- _INSTRUCTIONS TO FOLLOW_: In the data that follows, find each line containing "entries" and copy it.

_ _ _

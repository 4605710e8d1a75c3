//! OBO 1.4 surface syntax for Phenograph.
//!
//! This crate turns OBO text into typed records and knows nothing about
//! graphs:
//!
//! - `grammar`: one `tag: value {modifier} ! comment` line → `StanzaEntry`
//! - `stanza`: header block + `[Term]` / `[Typedef]` / `[Instance]` stanzas
//!
//! Entry-type resolution is context-free: a `replaced_by:` line parses the
//! same way whichever stanza kind it sits in.

pub mod entry;
pub mod grammar;
pub mod stanza;

pub use entry::{
    Dbxref, EntryValue, KeyValue, StanzaEntry, StanzaEntryType, SynonymScope, TrailingModifier,
};
pub use grammar::{parse_header_entry_at, parse_stanza_entry, parse_stanza_entry_at};
pub use stanza::{
    parse_obo, read_obo, Header, HeaderEntry, OboEvent, OboFile, OboReader, Stanza, StanzaKind,
};

use thiserror::Error;

/// Errors raised while reading OBO text. All of them are fatal for the stream.
#[derive(Debug, Error)]
pub enum OboParseError {
    #[error("syntax error on line {line} ({rule}): {message}: `{text}`")]
    Syntax {
        line: usize,
        rule: &'static str,
        message: String,
        text: String,
    },
    #[error("{kind} stanza starting on line {line} has no `id` entry")]
    MissingId { line: usize, kind: StanzaKind },
    #[error("duplicate `{tag}` entry on line {line} (stanza starting on line {stanza_line})")]
    DuplicateEntry {
        line: usize,
        stanza_line: usize,
        tag: String,
    },
    #[error("unknown stanza header on line {line}: `{text}`")]
    UnknownStanza { line: usize, text: String },
    #[error("failed to read OBO input: {0}")]
    Io(#[from] std::io::Error),
}

impl OboParseError {
    /// 1-based source line the error points at (`None` for I/O failures).
    pub fn line(&self) -> Option<usize> {
        match self {
            OboParseError::Syntax { line, .. }
            | OboParseError::MissingId { line, .. }
            | OboParseError::DuplicateEntry { line, .. }
            | OboParseError::UnknownStanza { line, .. } => Some(*line),
            OboParseError::Io(_) => None,
        }
    }
}
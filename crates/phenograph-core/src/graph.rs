//! Arena-backed term graph.
//!
//! Vertices are dense `u32` indices into an arena of `TermId`s; edges keep
//! forward and backward adjacency sorted by relationship id. Closures are
//! breadth-first walks over is-a edges with a roaring bitmap visited set.

use ahash::AHashMap;
use roaring::RoaringBitmap;
use std::collections::VecDeque;

use crate::term::Relationship;
use crate::term_id::TermId;

#[derive(Debug, Clone, Copy, PartialEq, Eq)]
pub struct Edge {
    pub source: u32,
    pub dest: u32,
    pub relation_id: u32,
    pub is_a: bool,
}

/// Walk direction along is-a edges.
#[derive(Debug, Clone, Copy, PartialEq, Eq)]
pub enum Direction {
    /// Towards parents (follow `source is_a dest` forwards).
    Up,
    /// Towards children.
    Down,
}

#[derive(Debug, Clone, Default)]
pub struct TermGraph {
    vertices: Vec<TermId>,
    index: AHashMap<TermId, u32>,
    edges: Vec<Edge>,
    /// Per vertex: indices into `edges`, ascending by relation id.
    outgoing: Vec<Vec<u32>>,
    incoming: Vec<Vec<u32>>,
}

impl TermGraph {
    pub fn new() -> Self {
        Self::default()
    }

    /// Insert a vertex if absent; returns its index either way.
    pub fn add_vertex(&mut self, id: TermId) -> u32 {
        if let Some(&idx) = self.index.get(&id) {
            return idx;
        }
        let idx = self.vertices.len() as u32;
        self.index.insert(id.clone(), idx);
        self.vertices.push(id);
        self.outgoing.push(Vec::new());
        self.incoming.push(Vec::new());
        idx
    }

    /// Insert an edge for `rel`, adding missing endpoints as vertices.
    pub fn add_edge(&mut self, rel: &Relationship) -> u32 {
        let source = self.add_vertex(rel.source.clone());
        let dest = self.add_vertex(rel.dest.clone());
        let edge_idx = self.edges.len() as u32;
        self.edges.push(Edge {
            source,
            dest,
            relation_id: rel.id,
            is_a: rel.qualifier.is_is_a(),
        });

        let edges = &self.edges;
        for list in [
            &mut self.outgoing[source as usize],
            &mut self.incoming[dest as usize],
        ] {
            let pos = list.partition_point(|&e| edges[e as usize].relation_id <= rel.id);
            list.insert(pos, edge_idx);
        }
        edge_idx
    }

    pub fn vertex_count(&self) -> usize {
        self.vertices.len()
    }

    pub fn edge_count(&self) -> usize {
        self.edges.len()
    }

    pub fn index_of(&self, id: &TermId) -> Option<u32> {
        self.index.get(id).copied()
    }

    pub fn contains(&self, id: &TermId) -> bool {
        self.index.contains_key(id)
    }

    pub fn vertex(&self, idx: u32) -> &TermId {
        &self.vertices[idx as usize]
    }

    /// Stored copy of `id`, if it is a vertex.
    pub fn get(&self, id: &TermId) -> Option<&TermId> {
        self.index_of(id).map(|idx| self.vertex(idx))
    }

    pub fn vertices(&self) -> impl Iterator<Item = &TermId> {
        self.vertices.iter()
    }

    pub fn edges(&self) -> impl Iterator<Item = &Edge> {
        self.edges.iter()
    }

    pub fn out_edges(&self, idx: u32) -> impl Iterator<Item = &Edge> {
        self.outgoing[idx as usize]
            .iter()
            .map(move |&e| &self.edges[e as usize])
    }

    pub fn in_edges(&self, idx: u32) -> impl Iterator<Item = &Edge> {
        self.incoming[idx as usize]
            .iter()
            .map(move |&e| &self.edges[e as usize])
    }

    /// Direct is-a neighbours in relation-id order, duplicates removed.
    pub fn neighbours(&self, idx: u32, direction: Direction) -> Vec<u32> {
        let mut seen = RoaringBitmap::new();
        let next: Box<dyn Iterator<Item = u32> + '_> = match direction {
            Direction::Up => Box::new(self.out_edges(idx).filter(|e| e.is_a).map(|e| e.dest)),
            Direction::Down => Box::new(self.in_edges(idx).filter(|e| e.is_a).map(|e| e.source)),
        };
        next.filter(|&v| seen.insert(v)).collect()
    }

    /// Breadth-first is-a walk; `visit` returning `false` stops the walk.
    pub fn walk<F>(&self, start: u32, direction: Direction, include_self: bool, mut visit: F)
    where
        F: FnMut(u32) -> bool,
    {
        let mut visited = RoaringBitmap::new();
        let mut queue = VecDeque::new();
        visited.insert(start);
        queue.push_back(start);

        if include_self && !visit(start) {
            return;
        }

        while let Some(current) = queue.pop_front() {
            for next in self.neighbours(current, direction) {
                if visited.insert(next) {
                    if !visit(next) {
                        return;
                    }
                    queue.push_back(next);
                }
            }
        }
    }

    /// Is-a closure of `start` as a vertex bitmap.
    pub fn closure(&self, start: u32, direction: Direction, include_self: bool) -> RoaringBitmap {
        let mut out = RoaringBitmap::new();
        self.walk(start, direction, include_self, |v| {
            out.insert(v);
            true
        });
        out
    }

    /// Vertices without an outgoing is-a edge.
    pub fn is_a_sinks(&self) -> Vec<u32> {
        (0..self.vertices.len() as u32)
            .filter(|&v| self.out_edges(v).all(|e| !e.is_a))
            .collect()
    }

    pub fn has_is_a_children(&self, idx: u32) -> bool {
        self.in_edges(idx).any(|e| e.is_a)
    }

    /// Kahn's algorithm over is-a edges. Returns the vertices left with
    /// non-zero in-degree (cycle members plus anything above them), sorted.
    pub fn find_is_a_cycle(&self) -> Option<Vec<TermId>> {
        let n = self.vertices.len();
        let mut in_degree = vec![0usize; n];
        for edge in self.edges.iter().filter(|e| e.is_a) {
            in_degree[edge.dest as usize] += 1;
        }

        let mut queue: VecDeque<u32> = (0..n as u32)
            .filter(|&v| in_degree[v as usize] == 0)
            .collect();
        let mut removed = 0usize;

        while let Some(v) = queue.pop_front() {
            removed += 1;
            for edge in self.out_edges(v).filter(|e| e.is_a) {
                let d = edge.dest as usize;
                in_degree[d] -= 1;
                if in_degree[d] == 0 {
                    queue.push_back(edge.dest);
                }
            }
        }

        if removed == n {
            return None;
        }
        let mut stuck: Vec<TermId> = (0..n)
            .filter(|&v| in_degree[v] > 0)
            .map(|v| self.vertices[v].clone())
            .collect();
        stuck.sort();
        Some(stuck)
    }
}

#[cfg(test)]
mod tests {
    use super::*;
    use crate::term::RelationQualifier;

    fn t(n: u32) -> TermId {
        TermId::new("T", n.to_string())
    }

    fn diamond() -> TermGraph {
        // 1 -> {2,3}, 2 -> 4, 3 -> 4, plus 1 part_of 4
        let mut g = TermGraph::new();
        g.add_edge(&Relationship::is_a(t(1), t(3), 2));
        g.add_edge(&Relationship::is_a(t(1), t(2), 1));
        g.add_edge(&Relationship::is_a(t(2), t(4), 3));
        g.add_edge(&Relationship::is_a(t(3), t(4), 4));
        g.add_edge(&Relationship::new(t(1), t(4), 5, RelationQualifier::PartOf));
        g
    }

    #[test]
    fn adjacency_is_sorted_by_relation_id() {
        let g = diamond();
        let one = g.index_of(&t(1)).unwrap();
        let ids: Vec<u32> = g.out_edges(one).map(|e| e.relation_id).collect();
        assert_eq!(ids, vec![1, 2, 5]);
        let parents: Vec<&TermId> = g
            .neighbours(one, Direction::Up)
            .into_iter()
            .map(|v| g.vertex(v))
            .collect();
        assert_eq!(parents, vec![&t(2), &t(3)]);
    }

    #[test]
    fn closure_follows_is_a_only() {
        let g = diamond();
        let one = g.index_of(&t(1)).unwrap();
        let four = g.index_of(&t(4)).unwrap();
        assert_eq!(g.closure(one, Direction::Up, false).len(), 3);
        assert_eq!(g.closure(four, Direction::Down, true).len(), 4);
        assert_eq!(g.is_a_sinks(), vec![four]);
    }

    #[test]
    fn walk_stops_when_visitor_declines() {
        let g = diamond();
        let one = g.index_of(&t(1)).unwrap();
        let mut seen = 0;
        g.walk(one, Direction::Up, true, |_| {
            seen += 1;
            seen < 2
        });
        assert_eq!(seen, 2);
    }

    #[test]
    fn kahn_reports_cycle_members() {
        let mut g = diamond();
        assert!(g.find_is_a_cycle().is_none());
        g.add_edge(&Relationship::is_a(t(4), t(1), 6));
        let stuck = g.find_is_a_cycle().unwrap();
        assert_eq!(stuck, vec![t(1), t(2), t(3), t(4)]);
    }

    #[test]
    fn part_of_loops_are_not_cycles() {
        let mut g = diamond();
        g.add_edge(&Relationship::new(t(4), t(1), 6, RelationQualifier::PartOf));
        assert!(g.find_is_a_cycle().is_none());
    }
}
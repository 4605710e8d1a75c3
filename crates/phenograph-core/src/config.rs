//! Build configuration: prefix registry, root policy, artificial root.

use serde::{Deserialize, Serialize};
use std::collections::BTreeMap;

use crate::term_id::{TermId, TermIdError};

const OBO_PURL: &str = "http://purl.obolibrary.org/obo/";

/// Prefix → IRI base map used to expand and contract term ids.
#[derive(Debug, Clone, PartialEq, Eq, Serialize, Deserialize)]
#[serde(transparent)]
pub struct PrefixRegistry {
    entries: BTreeMap<String, String>,
}

impl Default for PrefixRegistry {
    fn default() -> Self {
        let mut registry = Self::empty();
        for prefix in [
            "HP", "GO", "UBERPHENO", "MP", "ZP", "UBERON", "CHEBI", "MONDO", "PATO", "RO", "BFO",
        ] {
            registry.insert(prefix, format!("{OBO_PURL}{prefix}_"));
        }
        registry.insert("owl", "http://www.w3.org/2002/07/owl#");
        registry
    }
}

impl PrefixRegistry {
    pub fn empty() -> Self {
        Self {
            entries: BTreeMap::new(),
        }
    }

    /// Register (or replace) a prefix.
    pub fn insert(&mut self, prefix: impl Into<String>, iri_base: impl Into<String>) {
        self.entries.insert(prefix.into(), iri_base.into());
    }

    pub fn get(&self, prefix: &str) -> Option<&str> {
        self.entries.get(prefix).map(String::as_str)
    }

    pub fn len(&self) -> usize {
        self.entries.len()
    }

    pub fn is_empty(&self) -> bool {
        self.entries.is_empty()
    }

    pub fn iter(&self) -> impl Iterator<Item = (&str, &str)> {
        self.entries.iter().map(|(p, b)| (p.as_str(), b.as_str()))
    }

    /// Full IRI for `id`, if its prefix is registered.
    pub fn expand(&self, id: &TermId) -> Option<String> {
        self.get(id.prefix())
            .map(|base| format!("{base}{}", id.local_id()))
    }

    /// Contract an IRI using the longest matching base.
    pub fn contract(&self, iri: &str) -> Option<TermId> {
        self.entries
            .iter()
            .filter(|(_, base)| iri.starts_with(base.as_str()) && iri.len() > base.len())
            .max_by_key(|(_, base)| base.len())
            .map(|(prefix, base)| TermId::new(prefix.as_str(), &iri[base.len()..]))
    }
}

/// What to do when several terms have no is-a parent.
#[derive(Debug, Clone, Copy, PartialEq, Eq, Default, Serialize, Deserialize)]
#[serde(rename_all = "snake_case")]
pub enum RootPolicy {
    /// Hang every candidate below the configured artificial root.
    #[default]
    Synthesize,
    /// Fail the build.
    Reject,
}

#[derive(Debug, Clone, PartialEq, Serialize, Deserialize)]
#[serde(default)]
pub struct OntologyConfig {
    pub prefixes: PrefixRegistry,
    pub root_policy: RootPolicy,
    pub artificial_root: TermId,
    pub artificial_root_name: String,
}

impl Default for OntologyConfig {
    fn default() -> Self {
        Self {
            prefixes: PrefixRegistry::default(),
            root_policy: RootPolicy::default(),
            artificial_root: TermId::new("owl", "Thing"),
            artificial_root_name: "artificial root".to_string(),
        }
    }
}

impl OntologyConfig {
    /// Load from JSON; missing fields take their defaults.
    pub fn from_json(text: &str) -> Result<Self, serde_json::Error> {
        serde_json::from_str(text)
    }

    /// Parse a CURIE, or contract an `http(s)://` IRI through the registry.
    pub fn parse_term_id(&self, text: &str) -> Result<TermId, TermIdError> {
        let text = text.trim();
        if text.starts_with("http://") || text.starts_with("https://") {
            return self
                .prefixes
                .contract(text)
                .ok_or_else(|| TermIdError::UnknownIri(text.to_string()));
        }
        TermId::parse(text)
    }
}
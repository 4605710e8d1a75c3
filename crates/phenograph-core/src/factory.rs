//! Entry factories: per-flavour translation of stanzas into domain values.
//!
//! The builder owns numbering and graph bookkeeping; a factory only decides
//! what a stanza means. `make_relationship` returning `Ok(None)` means the
//! entry is not an edge for this flavour and consumes no relationship id.

use phenograph_obo::{EntryValue, Stanza, StanzaEntry};

use crate::config::OntologyConfig;
use crate::ontology::{Ontology, OntologyParts};
use crate::term::{parse_creation_date, RelationQualifier, Relationship, Synonym, Term};
use crate::term_id::TermId;
use crate::BuildError;

pub trait EntryFactory {
    fn make_term(&self, stanza: &Stanza, config: &OntologyConfig) -> Result<Term, BuildError> {
        term_from_stanza(stanza, config)
    }

    fn make_relationship(
        &self,
        source: &TermId,
        entry: &StanzaEntry,
        id: u32,
        config: &OntologyConfig,
    ) -> Result<Option<Relationship>, BuildError>;

    fn make_ontology(&self, parts: OntologyParts) -> Result<Ontology, BuildError> {
        Ontology::from_parts(parts)
    }
}

/// Human Phenotype Ontology: is-a edges only.
#[derive(Debug, Clone, Copy, Default)]
pub struct HpoEntryFactory;

/// Gene Ontology: is-a plus the GO relation vocabulary.
#[derive(Debug, Clone, Copy, Default)]
pub struct GoEntryFactory;

/// Uberpheno cross-species phenotypes: is-a edges only.
#[derive(Debug, Clone, Copy, Default)]
pub struct UberphenoEntryFactory;

/// Any OBO ontology: is-a plus every `relationship:` entry.
#[derive(Debug, Clone, Copy, Default)]
pub struct GenericEntryFactory;

impl EntryFactory for HpoEntryFactory {
    fn make_relationship(
        &self,
        source: &TermId,
        entry: &StanzaEntry,
        id: u32,
        config: &OntologyConfig,
    ) -> Result<Option<Relationship>, BuildError> {
        edge_from_entry(source, entry, id, config, RelationQualifier::is_is_a)
    }
}

impl EntryFactory for UberphenoEntryFactory {
    fn make_relationship(
        &self,
        source: &TermId,
        entry: &StanzaEntry,
        id: u32,
        config: &OntologyConfig,
    ) -> Result<Option<Relationship>, BuildError> {
        edge_from_entry(source, entry, id, config, RelationQualifier::is_is_a)
    }
}

impl EntryFactory for GoEntryFactory {
    fn make_relationship(
        &self,
        source: &TermId,
        entry: &StanzaEntry,
        id: u32,
        config: &OntologyConfig,
    ) -> Result<Option<Relationship>, BuildError> {
        edge_from_entry(source, entry, id, config, |q| {
            !matches!(q, RelationQualifier::Other(_))
        })
    }
}

impl EntryFactory for GenericEntryFactory {
    fn make_relationship(
        &self,
        source: &TermId,
        entry: &StanzaEntry,
        id: u32,
        config: &OntologyConfig,
    ) -> Result<Option<Relationship>, BuildError> {
        edge_from_entry(source, entry, id, config, |_| true)
    }
}

fn parse_id(config: &OntologyConfig, text: &str, line: usize) -> Result<TermId, BuildError> {
    config
        .parse_term_id(text)
        .map_err(|source| BuildError::InvalidTermId { line, source })
}

/// Shared `is_a:` / `relationship:` translation, filtered by `accept`.
pub fn edge_from_entry(
    source: &TermId,
    entry: &StanzaEntry,
    id: u32,
    config: &OntologyConfig,
    accept: impl Fn(&RelationQualifier) -> bool,
) -> Result<Option<Relationship>, BuildError> {
    let (qualifier, target) = match &entry.value {
        EntryValue::IsA { id: target } => (RelationQualifier::IsA, target),
        EntryValue::Relationship { relation, target } => {
            (RelationQualifier::from_name(relation), target)
        }
        _ => return Ok(None),
    };
    if !accept(&qualifier) {
        return Ok(None);
    }
    let dest = parse_id(config, target, entry.line)?;
    Ok(Some(Relationship::new(source.clone(), dest, id, qualifier)))
}

/// Default stanza → `Term` translation shared by every flavour.
pub fn term_from_stanza(stanza: &Stanza, config: &OntologyConfig) -> Result<Term, BuildError> {
    let id = parse_id(config, &stanza.id, stanza.line)?;
    let mut term = Term::new(id, String::new());

    for entry in &stanza.entries {
        match &entry.value {
            EntryValue::Name { name } => term.name = name.clone(),
            EntryValue::Def { text, xrefs } => {
                term.definition = Some(text.clone());
                term.definition_xrefs = xrefs.clone();
            }
            EntryValue::Comment { text } => term.comment = Some(text.clone()),
            EntryValue::Synonym {
                text,
                scope,
                type_name,
                xrefs,
            } => term.synonyms.push(Synonym {
                text: text.clone(),
                scope: *scope,
                type_name: type_name.clone(),
                xrefs: xrefs.clone(),
            }),
            EntryValue::Xref { xref } => term.xrefs.push(xref.clone()),
            EntryValue::AltId { id } => term.alt_ids.push(parse_id(config, id, entry.line)?),
            EntryValue::ReplacedBy { id } => {
                term.replaced_by.push(parse_id(config, id, entry.line)?);
                term.obsolete = true;
            }
            EntryValue::Consider { id } => term.consider.push(parse_id(config, id, entry.line)?),
            EntryValue::Subset { name } => term.subsets.push(name.clone()),
            EntryValue::Namespace { name } => term.namespace = Some(name.clone()),
            EntryValue::IsObsolete { value } => term.obsolete |= *value,
            EntryValue::CreatedBy { name } => term.created_by = Some(name.clone()),
            EntryValue::CreationDate { value } => {
                term.creation_date = parse_creation_date(value);
                if term.creation_date.is_none() {
                    tracing::debug!(
                        term_id = %term.id,
                        line = entry.line,
                        value = %value,
                        "unparsable creation_date ignored"
                    );
                }
            }
            _ => {}
        }
    }

    Ok(term)
}

#[cfg(test)]
mod tests {
    use super::*;
    use phenograph_obo::parse_stanza_entry;

    fn source() -> TermId {
        TermId::new("GO", "0000001")
    }

    fn rel(factory: &dyn EntryFactory, line: &str) -> Option<Relationship> {
        let entry = parse_stanza_entry(line).unwrap();
        factory
            .make_relationship(&source(), &entry, 7, &OntologyConfig::default())
            .unwrap()
    }

    #[test]
    fn hpo_accepts_only_is_a() {
        let r = rel(&HpoEntryFactory, "is_a: HP:0000001 ! All").unwrap();
        assert_eq!(r.id, 7);
        assert_eq!(r.dest, TermId::new("HP", "0000001"));
        assert!(rel(&HpoEntryFactory, "relationship: part_of HP:0000002").is_none());
        assert!(rel(&HpoEntryFactory, "name: not an edge").is_none());
    }

    #[test]
    fn go_accepts_known_relations_only() {
        let part_of = rel(&GoEntryFactory, "relationship: part_of GO:0005634").unwrap();
        assert_eq!(part_of.qualifier, RelationQualifier::PartOf);
        assert!(rel(&GoEntryFactory, "relationship: results_in GO:1").is_none());
    }

    #[test]
    fn generic_keeps_unknown_relations() {
        let r = rel(&GenericEntryFactory, "relationship: results_in GO:1").unwrap();
        assert_eq!(r.qualifier, RelationQualifier::Other("results_in".to_string()));
    }

    #[test]
    fn bad_target_is_an_invalid_term_id() {
        let entry = parse_stanza_entry("is_a: nocolon").unwrap();
        let err = HpoEntryFactory
            .make_relationship(&source(), &entry, 1, &OntologyConfig::default())
            .unwrap_err();
        assert!(matches!(err, BuildError::InvalidTermId { line: 1, .. }));
    }
}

_ _ _

- _RESPONSE TO THIS EXERCISE_:
    entries: BTreeMap<String, String>,
            entries: BTreeMap::new(),
        self.entries.insert(prefix.into(), iri_base.into());
        self.entries.get(prefix).map(String::as_str)
        self.entries.len()
        self.entries.is_empty()
        self.entries.iter().map(|(p, b)| (p.as_str(), b.as_str()))
        self.entries
    for entry in &stanza.entries {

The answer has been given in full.